Due to the above, we think that the increase in the number of registered cases in the 2014−2016 period to an observed incidence that was also approximately 20 cases per 100 000 inhabitants was probably due not to an increase in the actual incidence of T1DM, but to an improvement in the completeness of the register thanks to the automatic inclusion in the register of cases recorded in the MBDS system from 2014, along with the verification of cases through the review of primary care and specialty clinic health records. The incidence values obtained in the latter period under study are probably closer to the actual incidence of disease in the CM, assuming that the incidence remained stable with small variations throughout the study period. However, due to changes in the completeness of the register we cannot determine whether the incidence has remained stable or varied throughout the study period. Automatic reporting systems need to be incorporated into the register at some point in the future to guarantee its completeness.

In agreement with the previous literature, the incidence of diabetes in the under-15 population was similar in both sexes. We found the overall incidence peak irrespective of sex is, as reported in most published studies, in the 10–14 years group, and the lowest incidence in the 0–4 years group.11,12 Our data is also consistent with previous studies in finding an incidence peak in boys at age 10–14 years compared to 5–9 years in girls.11 In girls, the incidence of T1DM was lower compared to boys at 10–14 years and higher at age 5–9 years.

There are limitations to our study, starting with the fact that every governmental epidemiological register tends to underestimate incidence due to lack of completeness. The register may also include cases in children from other autonomous communities that registered in the health care system of the CM for follow-up and were treated as residents, but these cases are probably few as T1DM is a disease with an abrupt onset that in most cases requires hospital admission at the time of diagnosis. The problems associated with the lack of completeness of the register in the early years have been partially controlled through the incorporation of more complete secondary sources. On the other hand, cases of other types of diabetes, such as MODY, iatrogenic diabetes or even type 2 diabetes, may have been included in the register by mistake.
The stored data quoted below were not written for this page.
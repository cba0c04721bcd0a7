//! Batched, optionally parallel upload loop shared by all uploaders

use crate::client::{Record, UploadReport};
use crate::{Error, Result};
use serde::Deserialize;
use std::future::Future;
use std::time::Instant;
use tokio::task::JoinSet;
use tracing::{debug, warn};

/// Default records per batch.
pub const DEFAULT_BATCH_SIZE: usize = 64;

/// Batching options common to every uploader.
#[derive(Debug, Clone, Copy, PartialEq, Eq, Deserialize)]
#[serde(default)]
pub struct BatchParams {
    /// Records per request
    pub batch_size: usize,
    /// Concurrent in-flight batches
    pub parallel: usize,
}

impl Default for BatchParams {
    fn default() -> Self {
        Self {
            batch_size: DEFAULT_BATCH_SIZE,
            parallel: 1,
        }
    }
}

/// Split `records` into batches and hand each to `send`.
///
/// `send` receives the offset of the batch within `records` and an owned copy
/// of the batch; it reports rejected records as [`Error::PartialUpload`] with
/// indices already shifted by that offset. Partial failures are collected
/// across all batches; any other error aborts the upload.
pub(crate) async fn upload_in_batches<F, Fut>(
    engine: &str,
    records: &[Record],
    params: BatchParams,
    send: F,
) -> Result<UploadReport>
where
    F: Fn(usize, Vec<Record>) -> Fut,
    Fut: Future<Output = Result<()>> + Send + 'static,
{
    let batch_size = params.batch_size.max(1);
    let parallel = params.parallel.max(1);
    let started = Instant::now();

    let mut in_flight = JoinSet::new();
    let mut failed = Vec::new();
    let mut first_reason = None;
    let mut batches = 0;

    for (n, chunk) in records.chunks(batch_size).enumerate() {
        if in_flight.len() >= parallel {
            if let Some(joined) = in_flight.join_next().await {
                absorb(joined, &mut failed, &mut first_reason)?;
            }
        }
        in_flight.spawn(send(n * batch_size, chunk.to_vec()));
        batches += 1;
    }
    while let Some(joined) = in_flight.join_next().await {
        absorb(joined, &mut failed, &mut first_reason)?;
    }

    let upload_time = started.elapsed();
    debug!(engine, records = records.len(), batches, ?upload_time, "upload finished");

    if !failed.is_empty() {
        failed.sort_unstable();
        warn!(engine, failed = failed.len(), "records rejected");
        return Err(Error::PartialUpload {
            engine: engine.to_string(),
            failed,
            reason: first_reason.unwrap_or_default(),
        });
    }

    Ok(UploadReport {
        records: records.len(),
        batches,
        upload_time,
        ..UploadReport::default()
    })
}

/// Turn a client-side (4xx) rejection of a whole batch into a partial failure
/// covering `offset..offset + len`; transport and server errors pass through.
pub(crate) fn reject_batch(error: Error, offset: usize, len: usize) -> Error {
    match error {
        Error::Backend {
            engine,
            status,
            body,
        } if (400..500).contains(&status) => Error::PartialUpload {
            engine,
            failed: (offset..offset + len).collect(),
            reason: format!("{status}: {body}"),
        },
        other => other,
    }
}

fn absorb(
    joined: std::result::Result<Result<()>, tokio::task::JoinError>,
    failed: &mut Vec<usize>,
    first_reason: &mut Option<String>,
) -> Result<()> {
    match joined.map_err(|e| Error::Other(format!("upload task failed: {e}")))? {
        Ok(()) => Ok(()),
        Err(Error::PartialUpload {
            failed: batch_failed,
            reason,
            ..
        }) => {
            failed.extend(batch_failed);
            first_reason.get_or_insert(reason);
            Ok(())
        }
        Err(e) => Err(e),
    }
}

#[cfg(test)]
mod tests {
    use super::*;
    use std::sync::atomic::{AtomicUsize, Ordering};
    use std::sync::Arc;

    fn records(n: u64) -> Vec<Record> {
        (0..n).map(|i| Record::new(i, vec![0.0; 2])).collect()
    }

    #[tokio::test]
    async fn test_batches_cover_all_records() {
        let seen = Arc::new(AtomicUsize::new(0));
        let params = BatchParams {
            batch_size: 3,
            parallel: 2,
        };
        let report = upload_in_batches("memory", &records(10), params, |_, batch| {
            let seen = Arc::clone(&seen);
            async move {
                seen.fetch_add(batch.len(), Ordering::SeqCst);
                Ok(())
            }
        })
        .await
        .unwrap();

        assert_eq!(report.records, 10);
        assert_eq!(report.batches, 4);
        assert_eq!(seen.load(Ordering::SeqCst), 10);
    }

    #[tokio::test]
    async fn test_partial_failures_collected_with_offsets() {
        let params = BatchParams {
            batch_size: 4,
            parallel: 1,
        };
        let err = upload_in_batches("memory", &records(8), params, |offset, _| async move {
            Err(Error::PartialUpload {
                engine: "memory".into(),
                failed: vec![offset + 1],
                reason: "bad vector".into(),
            })
        })
        .await
        .unwrap_err();

        match err {
            Error::PartialUpload { failed, reason, .. } => {
                assert_eq!(failed, vec![1, 5]);
                assert_eq!(reason, "bad vector");
            }
            other => panic!("unexpected error: {other}"),
        }
    }

    #[tokio::test]
    async fn test_hard_error_aborts() {
        let err = upload_in_batches("memory", &records(4), BatchParams::default(), |_, _| async {
            Err(Error::Connection("down".into()))
        })
        .await
        .unwrap_err();
        assert!(matches!(err, Error::Connection(_)));
    }

    #[test]
    fn test_reject_batch_only_client_errors() {
        let rejected = reject_batch(
            Error::Backend {
                engine: "qdrant".into(),
                status: 400,
                body: "wrong dim".into(),
            },
            10,
            3,
        );
        assert!(matches!(
            rejected,
            Error::PartialUpload { ref failed, .. } if failed == &vec![10, 11, 12]
        ));

        let passed = reject_batch(
            Error::Backend {
                engine: "qdrant".into(),
                status: 503,
                body: "busy".into(),
            },
            0,
            1,
        );
        assert!(matches!(passed, Error::Backend { status: 503, .. }));
    }

    #[tokio::test]
    async fn test_empty_upload() {
        let report =
            upload_in_batches("memory", &[], BatchParams::default(), |_, _| async { Ok(()) })
                .await
                .unwrap();
        assert_eq!(report.batches, 0);
    }
}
The greatest strength of our study is that it was conducted at the population level and that we confirmed cases applying standardised criteria through the review of health records. The incorporation of MBDS discharge data as a secondary source resulted in a more exhaustive identification of cases, as this system includes data from public and private hospitals, thus covering the entire population.
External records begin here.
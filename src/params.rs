//! Opaque parameter mappings and their translation into typed structs
//!
//! Experiment declarations carry free-form key/value tuning options. They stay
//! opaque only up to the plugin boundary: every engine turns the mapping into
//! its own `#[serde(default)]` struct through [`parse_params`].

use crate::{Error, Result};
use serde::de::DeserializeOwned;
use serde_json::Value;

/// Opaque key/value tuning options.
pub type Params = serde_json::Map<String, Value>;

/// Collaborator role a parameter mapping is destined for.
#[derive(Debug, Clone, Copy, PartialEq, Eq)]
pub enum ParamRole {
    /// Collection/schema setup options
    Collection,
    /// Connection options shared by all collaborators
    Connection,
    /// Bulk ingestion options
    Upload,
    /// One query-time variant
    Search,
}

impl ParamRole {
    /// Lower-case role name used in error messages.
    #[must_use]
    pub const fn as_str(self) -> &'static str {
        match self {
            Self::Collection => "collection",
            Self::Connection => "connection",
            Self::Upload => "upload",
            Self::Search => "search",
        }
    }
}

/// Translate an opaque mapping into a typed parameter struct.
///
/// # Errors
///
/// Returns [`Error::InvalidParams`] naming the engine and role when the
/// mapping does not fit `T`.
pub fn parse_params<T: DeserializeOwned>(
    engine: &str,
    role: ParamRole,
    params: &Params,
) -> Result<T> {
    serde_json::from_value(Value::Object(params.clone())).map_err(|e| Error::InvalidParams {
        engine: engine.to_string(),
        role: role.as_str(),
        reason: e.to_string(),
    })
}

/// Build a [`Params`] from a JSON object literal.
///
/// Non-object values yield an empty mapping.
#[must_use]
pub fn params_from(value: Value) -> Params {
    match value {
        Value::Object(map) => map,
        _ => Params::new(),
    }
}

/// Merge `overlay` into `base` recursively; objects merge, everything else replaces.
pub(crate) fn merge_into(base: &mut Params, overlay: &Params) {
    for (key, value) in overlay {
        match (base.get_mut(key), value) {
            (Some(Value::Object(existing)), Value::Object(incoming)) => {
                merge_into(existing, incoming);
            }
            _ => {
                base.insert(key.clone(), value.clone());
            }
        }
    }
}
In conclusion, our study produced estimates of the annual incidence of T1DM in the entire paediatric population under 15 years of the CM, overall and by sex and age group (0−4, 5−9, 10−14 years). In order to improve the validity and completeness of the data, we need to increase reporting by paediatric endocrinologists and incorporate electronic record systems, such as the primary care (APMADRID) and hospital discharge report (MBDS) systems. The existence in the CM of a universal electronic medical records system in primary care with a standardised patient record format that uses the International Classification of Primary Care, 2nd edition (ICPC-2), which assigns a specific code to insulin-dependent diabetes mellitus (T89), would allow the identification of new cases diagnosed in children under 15 years and their inclusion in the register quicker and without adding to the workload of health care professionals. The automatic capture of cases from hospital discharge reports allows a more exhaustive retrieval of clinical data, given the greater specificity of the applied coding system (ICD-9-CM through 2016, ICD-10, Spanish edition, from 2017), although with greater delay, but advances in the digitalization of health records, both in inpatient care and emergency and outpatient care settings, would allow consideration of other strategies of automatic capture of public health system data in the medium term.

This study was fully by the Department of Health of the Community of Madrid.

The authors have no conflicts of interest to declare.